Seema Flower
Founder and Managing Director, Blind Ambition
An energetic, engaging and passionate Disabilities and Visual Awareness expert, Seema Flower thinks strategically and acts tactically. She founded Blind Ambition with the aim to create inclusivity and is still its Managing Director.
Registered blind since she was nine years old, Seema has built a successful chain of businesses and property portfolio, developed resilience and a unique gift for inspiring others through the many challenges she has overcome daily over the past four decades of living with blindness.

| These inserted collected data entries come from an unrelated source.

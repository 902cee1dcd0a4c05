pub mod directory;
pub mod layout;
pub mod arena;
pub mod view;
pub mod storage;
pub mod cpu;
pub mod loader;

pub use directory::{
  HalaAttributeInfo,
  HalaFace,
  HalaMeshInfo,
  HalaNode,
  HalaVertexAttribType,
  INVALID_INDEX,
};
pub use layout::{
  align_up,
  HalaChannelLayoutDesc,
  HalaLayoutPlanner,
  HalaMeshLayoutDesc,
  HalaSceneLayout,
};
pub use arena::HalaArena;
pub use view::{
  HalaAttributeView,
  HalaAttributeViewMut,
  HalaFaceView,
  HalaFaceViewMut,
  HalaMeshView,
  HalaSceneView,
};
pub use storage::{
  HalaSceneStorage,
  HalaSceneStorageBuilder,
};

In recognition of her achievements, she won London 2018 Venus Awards, ‘Inspirational Woman of the Year’.
During the Covid-19 pandemic, Seema adapted and developed a series of free zoom webinars supporting the disabled community. For more than 25 years, she has delivered successful training and projects for leading institutions which have yielded desired outcomes. These accomplishments helped her gain relevant experience in training which has been transferred into various settings. For example, she has raised awareness by delivering disability training and visual awareness to various organisations – making businesses disability confident and inclusive. She also empowers vulnerable young people in prisons to reach their full potential in spite of the constraints of being incarcerated.
Seema is an inspirational and experienced professional, advocate and disability rights champion who has enthused many people to achieve their full ambition and potential through telling her own story. Seema and her daughter appeared on Sky News Sunrise promoting her campaign – ‘Stop texting, hang up and put your phone away’, aimed at pedestrians so they stop tripping over her long cane and wheelchair users.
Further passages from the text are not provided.